In deze tussenuitspraak van het College van Beroep voor het bedrijfsleven, gedateerd 30 januari 2024, wordt de intrekking van een subsidie op grond van de Regeling subsidie vaste lasten financiering COVID-19 (TVL) door de minister van Economische Zaken en Klimaat beoordeeld. De onderneming, aangeduid als [naam 1] B.V., had een subsidieaanvraag ingediend als MKB-onderneming, maar de minister heeft deze aanvraag ingetrokken op basis van de stelling dat de onderneming geen MKB-onderneming zou zijn. De minister baseerde zijn besluit op de verbondenheid van de onderneming met andere ondernemingen, waaronder [naam 4] B.V., en stelde dat de onderneming onjuiste gegevens had verstrekt bij de aanvraag.
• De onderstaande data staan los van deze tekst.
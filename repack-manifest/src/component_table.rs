// Copyright 2024 Google LLC
//
// Licensed under the Apache License, Version 2.0 (the "License");
// you may not use this file except in compliance with the License.
// You may obtain a copy of the License at
//
//     http://www.apache.org/licenses/LICENSE-2.0
//
// Unless required by applicable law or agreed to in writing, software
// distributed under the License is distributed on an "AS IS" BASIS,
// WITHOUT WARRANTIES OR CONDITIONS OF ANY KIND, either express or implied.
// See the License for the specific language governing permissions and
// limitations under the License.


/// A component the repackaged app must declare.
#[derive(Debug, Clone, Copy, PartialEq, Eq)]
pub struct ComponentSpec {
    /// Manifest tag, e.g. `receiver`.
    pub tag: &'static str,
    pub class_name: &'static str,
    /// Intent-filter action added when the component is injected.
    pub action: Option<&'static str>
}

/// Identifiers of everything the patcher injects. Kept as one table so a
/// rebrand only touches this file.
#[derive(Debug, Clone, Copy, PartialEq, Eq)]
pub struct ComponentTable {
    pub provider: ComponentSpec,
    /// Appended to the package name to form the provider authority.
    pub provider_authority_suffix: &'static str,
    pub command_receiver: ComponentSpec,
    pub boot_receiver: ComponentSpec,
    pub settings_activity: ComponentSpec,
    pub permissions: [&'static str; 3]
}

pub const DEFAULT_COMPONENTS: ComponentTable = ComponentTable {
    provider: ComponentSpec {
        tag: "provider",
        class_name: "io.repack.runtime.ConfigProvider",
        action: None
    },
    provider_authority_suffix: "repack.config",
    command_receiver: ComponentSpec {
        tag: "receiver",
        class_name: "io.repack.runtime.CommandReceiver",
        action: Some("io.repack.action.COMMAND")
    },
    boot_receiver: ComponentSpec {
        tag: "receiver",
        class_name: "io.repack.runtime.BootReceiver",
        action: Some("android.intent.action.BOOT_COMPLETED")
    },
    settings_activity: ComponentSpec {
        tag: "activity",
        class_name: "io.repack.runtime.SettingsActivity",
        action: None
    },
    permissions: [
        "android.permission.READ_EXTERNAL_STORAGE",
        "android.permission.WRITE_EXTERNAL_STORAGE",
        "io.repack.permission.IPC"
    ]
};

impl Default for ComponentTable {
    fn default() -> Self {
        DEFAULT_COMPONENTS
    }
}

impl ComponentTable {
    pub fn provider_authority(&self, package: &str) -> String {
        format!("{package}.{}", self.provider_authority_suffix)
    }

    /// Receivers and the activity. The provider is handled separately since
    /// it also carries an authority.
    pub fn plain_components(&self) -> [ComponentSpec; 3] {
        [self.command_receiver, self.boot_receiver, self.settings_activity]
    }
}
//! # Types
//!
//! The normalized model every walker populates.
//!
//! Ownership is strictly tree-shaped: a [`Type`] owns its fields and methods,
//! methods own their arguments, and references to other classes (bases,
//! dependents) are by name only.

pub mod class;
pub mod member;
pub mod type_ptr;

// Re-export all public types
pub use class::Type;
pub use member::{strip_self_arg, synthetic_arg_name, Accessibility, Argument, CallingConvention, Field, Method};
pub use type_ptr::TypePtr;
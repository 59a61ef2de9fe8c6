//! DWARF type walker and out-of-line definition merge.

use std::collections::{HashMap, HashSet};

use gimli::{
    constants, AttributeValue, DebugTypeSignature, DebuggingInformationEntry, EntriesTreeIter, Operation, Reader, Unit,
    UnitOffset, UnitSectionOffset, UnitType,
};
use tracing::{debug, debug_span, trace, warn};

use super::{OwnedDwarf, OwnedReader};
use crate::demangle::{normalize_member_name, normalize_type_name};
use crate::error::{map_dwarf_error, TypedigResult};
use crate::merge::{merge_by_linkage, LinkedDefinition};
use crate::resolve::{resolve_optional, DependentTypes, TypeGraph, TypeNode};
use crate::types::{synthetic_arg_name, Accessibility, Argument, Field, Method, Type};

type Entry<'abbrev, 'unit> = DebuggingInformationEntry<'abbrev, 'unit, OwnedReader>;

/// A DIE, addressed by unit index and offset within that unit.
#[derive(Debug, Clone, Copy, PartialEq, Eq, Hash)]
pub struct DieRef
{
    pub unit: usize,
    pub offset: UnitOffset<usize>,
}

/// Formal parameters of a subprogram.
#[derive(Debug, Default)]
struct Parameters
{
    args: Vec<Argument>,
    /// An artificial (object pointer) parameter was present.
    has_object: bool,
    variadic: bool,
}

/// Parsed units of one DWARF source, valid for a single query.
pub struct DwarfWalker<'a>
{
    dwarf: &'a OwnedDwarf,
    units: Vec<Unit<OwnedReader>>,
}
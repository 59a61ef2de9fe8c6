//! Qualifier chain over a base type name.

use std::fmt;

/// A resolved reference to a type: a base name plus the qualifiers found on
/// the way to it.
///
/// Qualifiers are flattened into single booleans, so `int**` and `int*` both
/// resolve to `is_pointer = true`. A `TypePtr` never points at another
/// [`Type`](super::Type); it only carries the name, which keeps the model
/// acyclic.
#[derive(Debug, Clone, Default, PartialEq, Eq, Hash)]
pub struct TypePtr
{
    /// Name of the innermost type (`int`, `Shape`, `std::string`).
    ///
    /// An empty name means "no type" and is used for constructor and
    /// destructor return types.
    pub base_name: String,
    pub is_pointer: bool,
    pub is_reference: bool,
    pub is_constant: bool,
    pub is_array: bool,
    /// Element count when `is_array` is set, 0 when the bound is unknown.
    pub array_size: u64,
    /// `true` for built-in types, `false` for a dependent class reference.
    pub is_base_type: bool,
}

impl TypePtr
{
    /// Built-in type with no qualifiers.
    pub fn base(name: impl Into<String>) -> Self
    {
        Self {
            base_name: name.into(),
            is_base_type: true,
            ..Self::default()
        }
    }

    /// Unqualified reference to a named class/struct/enum.
    pub fn named(name: impl Into<String>) -> Self
    {
        Self {
            base_name: name.into(),
            ..Self::default()
        }
    }

    /// The empty return type of constructors and destructors.
    pub fn none() -> Self
    {
        Self::default()
    }

    /// Placeholder for a type reference that could not be resolved.
    pub fn unknown() -> Self
    {
        Self::base("unknown")
    }

    pub fn pointer(mut self) -> Self
    {
        self.is_pointer = true;
        self
    }

    pub fn reference(mut self) -> Self
    {
        self.is_reference = true;
        self
    }

    pub fn constant(mut self) -> Self
    {
        self.is_constant = true;
        self
    }

    pub fn array(mut self, size: u64) -> Self
    {
        self.is_array = true;
        self.array_size = size;
        self
    }

    /// `true` for the empty constructor/destructor return type.
    pub fn is_none(&self) -> bool
    {
        self.base_name.is_empty()
    }

    /// Whether this reference names a class that a renderer must declare.
    pub fn is_dependent(&self) -> bool
    {
        !self.is_base_type && !self.base_name.is_empty()
    }
}

impl fmt::Display for TypePtr
{
    fn fmt(&self, f: &mut fmt::Formatter<'_>) -> fmt::Result
    {
        if self.is_constant {
            write!(f, "const ")?;
        }
        write!(f, "{}", self.base_name)?;
        if self.is_pointer {
            write!(f, "*")?;
        }
        if self.is_reference {
            write!(f, "&")?;
        }
        if self.is_array {
            if self.array_size > 0 {
                write!(f, "[{}]", self.array_size)?;
            } else {
                write!(f, "[]")?;
            }
        }
        Ok(())
    }
}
De onderneming heeft tegen het besluit van de minister bezwaar aangetekend en stelt dat de minister niet op de juiste gronden heeft gehandeld. De zitting vond plaats op 13 november 2023, waar de gemachtigden van zowel de onderneming als de minister aanwezig waren. Het College oordeelt dat de minister in zijn besluit niet voldoende heeft gemotiveerd waarom de onderneming geen MKB-onderneming zou zijn en dat de enkele verbondenheid met een andere onderneming niet automatisch leidt tot de conclusie dat de onderneming geen MKB-onderneming is. Het College heeft de minister opgedragen om binnen vier weken de gebreken in het bestreden besluit te herstellen of een nieuw besluit te nemen, waarbij de minister moet motiveren waarom de onderneming niet als MKB-onderneming kan worden aangemerkt.
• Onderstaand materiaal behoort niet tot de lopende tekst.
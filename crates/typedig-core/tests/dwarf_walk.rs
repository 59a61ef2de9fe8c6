//! DWARF walker tests over debug info synthesized with `gimli::write`

use gimli::write::{Address, AttributeValue, DwarfUnit, EndianVec, Expression, Sections, UnitEntryId};
use gimli::{constants, DwAt, DwTag, Encoding, Format, LittleEndian, RunTimeEndian, SectionId};
use pretty_assertions::assert_eq;
use typedig_core::{Accessibility, DwarfSource, TypePtr, TypeSource};
use typedig_utils::{init_logging_from_config, LogConfig, LogFormat, LogLevel};

/// A single compilation unit under construction.
struct Fixture
{
    unit: DwarfUnit,
}

impl Fixture
{
    fn new() -> Self
    {
        let encoding = Encoding {
            format: Format::Dwarf32,
            version: 4,
            address_size: 8,
        };
        Self {
            unit: DwarfUnit::new(encoding),
        }
    }

    fn root(&self) -> UnitEntryId
    {
        self.unit.unit.root()
    }

    fn add(&mut self, parent: UnitEntryId, tag: DwTag, attrs: Vec<(DwAt, AttributeValue)>) -> UnitEntryId
    {
        let id = self.unit.unit.add(parent, tag);
        let entry = self.unit.unit.get_mut(id);
        for (name, value) in attrs {
            entry.set(name, value);
        }
        id
    }

    fn finish(mut self) -> DwarfSource
    {
        let mut sections = Sections::new(EndianVec::new(LittleEndian));
        self.unit.write(&mut sections).unwrap();

        let mut raw: Vec<(SectionId, Vec<u8>)> = Vec::new();
        sections
            .for_each(|id, data| {
                raw.push((id, data.slice().to_vec()));
                Ok::<_, gimli::Error>(())
            })
            .unwrap();
        DwarfSource::from_sections(raw, RunTimeEndian::Little)
    }
}

fn name(value: &str) -> (DwAt, AttributeValue)
{
    (constants::DW_AT_name, AttributeValue::String(value.as_bytes().to_vec()))
}

fn linkage(value: &str) -> (DwAt, AttributeValue)
{
    (constants::DW_AT_linkage_name, AttributeValue::String(value.as_bytes().to_vec()))
}

fn type_of(id: UnitEntryId) -> (DwAt, AttributeValue)
{
    (constants::DW_AT_type, AttributeValue::UnitRef(id))
}

fn flag(attr: DwAt) -> (DwAt, AttributeValue)
{
    (attr, AttributeValue::Flag(true))
}

fn access(value: constants::DwAccess) -> (DwAt, AttributeValue)
{
    (constants::DW_AT_accessibility, AttributeValue::Accessibility(value))
}

fn location(address: u64) -> (DwAt, AttributeValue)
{
    let mut expression = Expression::new();
    expression.op_addr(Address::Constant(address));
    (constants::DW_AT_location, AttributeValue::Exprloc(expression))
}

fn base_type(fixture: &mut Fixture, type_name: &str, size: u8) -> UnitEntryId
{
    let root = fixture.root();
    fixture.add(root, constants::DW_TAG_base_type, vec![
        name(type_name),
        (constants::DW_AT_byte_size, AttributeValue::Data1(size)),
    ])
}

/// The artificial object pointer every member function carries.
fn object_parameter(fixture: &mut Fixture, function: UnitEntryId, pointer: UnitEntryId)
{
    fixture.add(function, constants::DW_TAG_formal_parameter, vec![
        type_of(pointer),
        flag(constants::DW_AT_artificial),
    ]);
}

/// `class Shape : Object` with a virtual `area`, an out-of-line `scale(int)`,
/// a static `count` defined at 0x2000 and a private `origin`.
fn shape_source() -> DwarfSource
{
    let mut fixture = Fixture::new();
    let root = fixture.root();
    let int = base_type(&mut fixture, "int", 4);
    let double = base_type(&mut fixture, "double", 8);

    let object = fixture.add(root, constants::DW_TAG_class_type, vec![name("Object")]);
    let shape = fixture.add(root, constants::DW_TAG_class_type, vec![name("Shape")]);
    let shape_ptr = fixture.add(root, constants::DW_TAG_pointer_type, vec![type_of(shape)]);

    fixture.add(shape, constants::DW_TAG_inheritance, vec![type_of(object)]);
    let count = fixture.add(shape, constants::DW_TAG_member, vec![
        name("count"),
        type_of(int),
        flag(constants::DW_AT_external),
        flag(constants::DW_AT_declaration),
        access(constants::DW_ACCESS_public),
    ]);
    fixture.add(shape, constants::DW_TAG_member, vec![
        name("origin"),
        type_of(int),
        (constants::DW_AT_data_member_location, AttributeValue::Udata(8)),
        access(constants::DW_ACCESS_private),
    ]);

    let mut slot = Expression::new();
    slot.op_constu(0);
    let area = fixture.add(shape, constants::DW_TAG_subprogram, vec![
        name("area"),
        linkage("_ZN5Shape4areaEv"),
        type_of(double),
        (constants::DW_AT_virtuality, AttributeValue::Virtuality(constants::DW_VIRTUALITY_virtual)),
        (constants::DW_AT_vtable_elem_location, AttributeValue::Exprloc(slot)),
        access(constants::DW_ACCESS_public),
        flag(constants::DW_AT_declaration),
    ]);
    object_parameter(&mut fixture, area, shape_ptr);

    let scale = fixture.add(shape, constants::DW_TAG_subprogram, vec![
        name("scale"),
        linkage("_ZN5Shape5scaleEi"),
        access(constants::DW_ACCESS_public),
        flag(constants::DW_AT_declaration),
    ]);
    object_parameter(&mut fixture, scale, shape_ptr);
    fixture.add(scale, constants::DW_TAG_formal_parameter, vec![type_of(int)]);

    let constructor = fixture.add(shape, constants::DW_TAG_subprogram, vec![
        name("Shape"),
        linkage("_ZN5ShapeC2Ev"),
        flag(constants::DW_AT_artificial),
        flag(constants::DW_AT_declaration),
    ]);
    object_parameter(&mut fixture, constructor, shape_ptr);

    let body = fixture.add(root, constants::DW_TAG_subprogram, vec![
        (constants::DW_AT_specification, AttributeValue::UnitRef(scale)),
        (constants::DW_AT_low_pc, AttributeValue::Address(Address::Constant(0x1400))),
    ]);
    fixture.add(body, constants::DW_TAG_formal_parameter, vec![
        name("this"),
        type_of(shape_ptr),
        flag(constants::DW_AT_artificial),
    ]);
    fixture.add(body, constants::DW_TAG_formal_parameter, vec![name("factor"), type_of(int)]);

    fixture.add(root, constants::DW_TAG_variable, vec![
        (constants::DW_AT_specification, AttributeValue::UnitRef(count)),
        location(0x2000),
    ]);
    fixture.add(root, constants::DW_TAG_variable, vec![name("g_ticks"), type_of(int), location(0x3000)]);

    let geo = fixture.add(root, constants::DW_TAG_namespace, vec![name("geo")]);
    fixture.add(geo, constants::DW_TAG_class_type, vec![name("Circle")]);
    fixture.add(geo, constants::DW_TAG_structure_type, vec![name("Point")]);
    fixture.add(root, constants::DW_TAG_class_type, vec![
        name("Opaque"),
        flag(constants::DW_AT_declaration),
    ]);

    fixture.finish()
}

#[test]
fn test_shape_end_to_end()
{
    let shape = shape_source().get_type("Shape").unwrap();

    assert_eq!(shape.primary_base(), Some("Object"));

    let count = shape.field("count").unwrap();
    assert!(count.is_static);
    assert_eq!(count.address, 0x2000);
    assert_eq!(count.offset, 0);
    assert_eq!(count.accessibility, Accessibility::Public);

    let origin = shape.field("origin").unwrap();
    assert!(!origin.is_static);
    assert_eq!(origin.offset, 8);
    assert_eq!(origin.accessibility, Accessibility::Private);

    let names: Vec<&str> = shape.all_methods.iter().map(|method| method.name.as_str()).collect();
    assert_eq!(names, ["area", "scale", "Shape"]);

    let area = &shape.all_methods[0];
    assert_eq!(area.return_type, TypePtr::base("double"));
    assert!(area.is_virtual);
    assert_eq!(area.vftable_offset, 0);
    assert!(!area.is_static);
    assert!(area.args.is_empty());

    let constructor = &shape.all_methods[2];
    assert!(constructor.return_type.is_none());
    assert!(constructor.is_compiler_generated);

    assert_eq!(shape.dependent_types, ["Object"]);
}

#[test]
fn test_out_of_line_body_supplies_arguments_and_address()
{
    let shape = shape_source().get_type("Shape").unwrap();

    let scale: Vec<_> = shape.methods_named("scale").collect();
    assert_eq!(scale.len(), 1);
    assert_eq!(scale[0].args.len(), 1);
    assert_eq!(scale[0].args[0].name, "factor");
    assert_eq!(scale[0].args[0].ty, TypePtr::base("int"));
    assert_eq!(scale[0].address, 0x1400);

    assert_eq!(shape.fully_defined_methods.len(), 1);
    assert_eq!(shape.fully_defined_methods[0].name, "scale");
}

#[test]
fn test_linkage_name_merge_without_duplicates()
{
    let mut fixture = Fixture::new();
    let root = fixture.root();
    let int = base_type(&mut fixture, "int", 4);
    let class = fixture.add(root, constants::DW_TAG_class_type, vec![name("A")]);
    let class_ptr = fixture.add(root, constants::DW_TAG_pointer_type, vec![type_of(class)]);
    let foo = fixture.add(class, constants::DW_TAG_subprogram, vec![
        name("foo"),
        linkage("_ZN1A3fooEi"),
        flag(constants::DW_AT_declaration),
    ]);
    object_parameter(&mut fixture, foo, class_ptr);
    let body = fixture.add(root, constants::DW_TAG_subprogram, vec![(
        constants::DW_AT_specification,
        AttributeValue::UnitRef(foo),
    )]);
    object_parameter(&mut fixture, body, class_ptr);
    fixture.add(body, constants::DW_TAG_formal_parameter, vec![name("value"), type_of(int)]);

    let a = fixture.finish().get_type("A").unwrap();
    assert_eq!(a.all_methods.len(), 1);
    assert_eq!(a.all_methods[0].args.len(), 1);
    assert_eq!(a.all_methods[0].args[0].name, "value");
    assert_eq!(a.all_methods[0].address, 0);
    assert!(a.fully_defined_methods.is_empty());
}

#[test]
fn test_qualifier_chain_flattens()
{
    let mut fixture = Fixture::new();
    let root = fixture.root();
    let int = base_type(&mut fixture, "int", 4);
    let array = fixture.add(root, constants::DW_TAG_array_type, vec![type_of(int)]);
    fixture.add(array, constants::DW_TAG_subrange_type, vec![(
        constants::DW_AT_upper_bound,
        AttributeValue::Udata(3),
    )]);
    let constant = fixture.add(root, constants::DW_TAG_const_type, vec![type_of(array)]);
    let pointer = fixture.add(root, constants::DW_TAG_pointer_type, vec![type_of(constant)]);
    let other = fixture.add(root, constants::DW_TAG_structure_type, vec![name("Other")]);

    let table = fixture.add(root, constants::DW_TAG_structure_type, vec![name("Table")]);
    fixture.add(table, constants::DW_TAG_member, vec![name("rows"), type_of(pointer)]);
    for field in ["first", "second", "third"] {
        fixture.add(table, constants::DW_TAG_member, vec![name(field), type_of(other)]);
    }

    let table = fixture.finish().get_type("Table").unwrap();
    let rows = &table.field("rows").unwrap().ty;
    assert!(rows.is_pointer);
    assert!(rows.is_constant);
    assert!(rows.is_array);
    assert_eq!(rows.array_size, 4);
    assert_eq!(rows.base_name, "int");
    assert!(rows.is_base_type);

    let first = &table.field("first").unwrap().ty;
    assert_eq!(*first, TypePtr::named("Other"));
    assert_eq!(table.dependent_types, ["Other"]);
}

#[test]
fn test_missing_type_is_absent()
{
    let source = shape_source();
    assert!(source.get_type("DoesNotExist").is_none());
    assert!(source.get_type("Opaque").is_none());
}

#[test]
fn test_qualified_lookup()
{
    let source = shape_source();
    assert_eq!(source.get_type("geo::Circle").unwrap().name, "geo::Circle");
    assert!(source.get_type("Circle").is_some());
}

#[test]
fn test_type_list_is_scope_qualified()
{
    let source = shape_source();
    assert_eq!(source.get_types_list(false), ["Object", "Shape", "geo::Circle"]);
    assert_eq!(source.get_types_list(true), ["Object", "Shape", "geo::Circle", "geo::Point"]);
}

#[test]
fn test_globals_exclude_static_member_definitions()
{
    let globals = shape_source().get_all_global_variables();
    assert_eq!(globals.len(), 1);
    assert_eq!(globals[0].name, "g_ticks");
    assert_eq!(globals[0].address, 0x3000);
    assert_eq!(globals[0].ty, TypePtr::base("int"));
}

#[test]
fn test_walk_under_trace_logging()
{
    let log_dir = tempfile::tempdir().unwrap();
    let config = LogConfig {
        level: LogLevel::Trace,
        format: LogFormat::Json,
        file: Some(log_dir.path().join("walk.log")),
        ..LogConfig::default()
    };
    let guard = init_logging_from_config(&config).unwrap();
    assert!(guard.is_some());

    let source = shape_source();
    assert!(source.get_type("Shape").is_some());
    assert!(source.get_type("Missing").is_none());
    tracing::info!("walk finished");

    drop(guard);
    assert_eq!(std::fs::read_dir(log_dir.path()).unwrap().count(), 1);
}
De uitspraak benadrukt het belang van zorgvuldigheid en motivering bij bestuursbesluiten, vooral in het kader van subsidies die bedoeld zijn om MKB-ondernemingen te ondersteunen tijdens de COVID-19-pandemie. Het College houdt verdere beslissingen aan tot de einduitspraak op het beroep, waarbij ook de proceskosten en het griffierecht aan de orde zullen komen.